>>>>>

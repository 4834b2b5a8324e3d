use std::sync::Arc;

use crate::core::error::{AppError, Result};
use crate::features::incidents::models::{
    AddressBundle, ImageUpload, Incident, IncidentCategory, NewIncident,
};
use crate::features::incidents::providers::{
    maps_search_link, DescriptionProviderChain, GeocodeProviderChain,
};
use crate::features::incidents::services::coordinate_resolver;
use crate::features::incidents::services::IncidentService;
use crate::modules::storage::LocalUploadStore;

/// A citizen report as it arrives, before any enrichment
#[derive(Debug)]
pub struct IncidentSubmission {
    pub title: String,
    pub description: Option<String>,
    pub category: IncidentCategory,
    pub location: String,
    pub latitude: Option<f64>,
    pub longitude: Option<f64>,
    pub user_id: Option<String>,
    pub image: Option<ImageUpload>,
}

/// The enrichment pipeline. Once the photo precondition is satisfied, every
/// later stage absorbs its own failures and the submission always persists.
pub struct EnrichmentService {
    incidents: Arc<IncidentService>,
    geocoder: Arc<GeocodeProviderChain>,
    describer: Arc<DescriptionProviderChain>,
    uploads: Arc<LocalUploadStore>,
}

impl EnrichmentService {
    pub fn new(
        incidents: Arc<IncidentService>,
        geocoder: Arc<GeocodeProviderChain>,
        describer: Arc<DescriptionProviderChain>,
        uploads: Arc<LocalUploadStore>,
    ) -> Self {
        Self {
            incidents,
            geocoder,
            describer,
            uploads,
        }
    }

    pub async fn submit(&self, submission: IncidentSubmission) -> Result<Incident> {
        let image = submission.image.ok_or_else(|| {
            AppError::BadRequest(
                "Camera image is required. Report cannot be accepted.".to_string(),
            )
        })?;
        if submission.title.trim().is_empty() {
            return Err(AppError::Validation("Title is required".to_string()));
        }

        let image_url = self.uploads.store(&image).await?;

        let exif_gps = coordinate_resolver::extract_gps(&image.bytes);
        let coordinates = coordinate_resolver::resolve(
            exif_gps,
            submission.latitude,
            submission.longitude,
            &submission.location,
        );

        let (address, maps_link) = match coordinates {
            Some((lat, lng)) => {
                let enriched = self.geocoder.resolve(lat, lng).await;
                (enriched.address, enriched.maps_link)
            }
            None => {
                // No fix anywhere; carry the raw text and a search link
                let address = AddressBundle {
                    place_name: submission.location.clone(),
                    full_address: submission.location.clone(),
                    ..Default::default()
                };
                (address, maps_search_link(&submission.location))
            }
        };

        let photo_analysis = self
            .describer
            .describe(
                &image,
                &submission.category.to_string(),
                submission.description.as_deref(),
            )
            .await;

        let location = if submission.location.is_empty() {
            address.full_address.clone()
        } else {
            submission.location.clone()
        };

        let created = self
            .incidents
            .create(NewIncident {
                title: submission.title,
                description: submission.description,
                category: submission.category,
                location,
                latitude: coordinates.map(|(lat, _)| lat),
                longitude: coordinates.map(|(_, lng)| lng),
                image_url: image_url.clone(),
                user_id: submission
                    .user_id
                    .filter(|u| !u.is_empty())
                    .unwrap_or_else(|| "anonymous".to_string()),
                address,
                maps_link,
                photo_analysis,
            })
            .await;

        // A failed insert must not leave the photo orphaned on disk
        if created.is_err() {
            if let Err(err) = self.uploads.remove(&image_url).await {
                tracing::warn!(error = %err, "failed to remove upload after insert failure");
            }
        }
        created
    }
}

<<<<<

> **INSTRUCTIONS TO FOLLOW**:
Write the listing out again, exactly as shown above.

> **EXERCISE RESPONSE**:
repository 4834b2b5a8324e3d
use std::sync::Arc;

use crate::core::error::{AppError, Result};
use crate::features::incidents::models::{
    AddressBundle, ImageUpload, Incident, IncidentCategory, NewIncident,
};
use crate::features::incidents::providers::{
    maps_search_link, DescriptionProviderChain, GeocodeProviderChain,
};
use crate::features::incidents::services::coordinate_resolver;
use crate::features::incidents::services::IncidentService;
use crate::modules::storage::LocalUploadStore;

/// A citizen report as it arrives, before any enrichment
#[derive(Debug)]
pub struct IncidentSubmission {
    pub title: String,
    pub description: Option<String>,
    pub category: IncidentCategory,
    pub location: String,
    pub latitude: Option<f64>,
    pub longitude: Option<f64>,
    pub user_id: Option<String>,
    pub image: Option<ImageUpload>,
}

/// The enrichment pipeline. Once the photo precondition is satisfied, every
/// later stage absorbs its own failures and the submission always persists.
pub struct EnrichmentService {
    incidents: Arc<IncidentService>,
    geocoder: Arc<GeocodeProviderChain>,
    describer: Arc<DescriptionProviderChain>,
    uploads: Arc<LocalUploadStore>,
}

impl EnrichmentService {
    pub fn new(
        incidents: Arc<IncidentService>,
        geocoder: Arc<GeocodeProviderChain>,
        describer: Arc<DescriptionProviderChain>,
        uploads: Arc<LocalUploadStore>,
    ) -> Self {
        Self {
            incidents,
            geocoder,
            describer,
            uploads,
        }
    }

    pub async fn submit(&self, submission: IncidentSubmission) -> Result<Incident> {
        let image = submission.image.ok_or_else(|| {
            AppError::BadRequest(
                "Camera image is required. Report cannot be accepted.".to_string(),
            )
        })?;
        if submission.title.trim().is_empty() {
            return Err(AppError::Validation("Title is required".to_string()));
        }

        let image_url = self.uploads.store(&image).await?;

        let exif_gps = coordinate_resolver::extract_gps(&image.bytes);
        let coordinates = coordinate_resolver::resolve(
            exif_gps,
            submission.latitude,
            submission.longitude,
            &submission.location,
        );

        let (address, maps_link) = match coordinates {
            Some((lat, lng)) => {
                let enriched = self.geocoder.resolve(lat, lng).await;
                (enriched.address, enriched.maps_link)
            }
            None => {
                // No fix anywhere; carry the raw text and a search link
                let address = AddressBundle {
                    place_name: submission.location.clone(),
                    full_address: submission.location.clone(),
                    ..Default::default()
                };
                (address, maps_search_link(&submission.location))
            }
        };

        let photo_analysis = self
            .describer
            .describe(
                &image,
                &submission.category.to_string(),
                submission.description.as_deref(),
            )
            .await;

        let location = if submission.location.is_empty() {
            address.full_address.clone()
        } else {
            submission.location.clone()
        };

        let created = self
            .incidents
            .create(NewIncident {
                title: submission.title,
                description: submission.description,
                category: submission.category,
                location,
                latitude: coordinates.map(|(lat, _)| lat),
                longitude: coordinates.map(|(_, lng)| lng),
                image_url: image_url.clone(),
                user_id: submission
                    .user_id
                    .filter(|u| !u.is_empty())
                    .unwrap_or_else(|| "anonymous".to_string()),
                address,
                maps_link,
                photo_analysis,
            })
            .await;

        // A failed insert must not leave the photo orphaned on disk
        if created.is_err() {
            if let Err(err) = self.uploads.remove(&image_url).await {
                tracing::warn!(error = %err, "failed to remove upload after insert failure");
            }
        }
        created
    }
}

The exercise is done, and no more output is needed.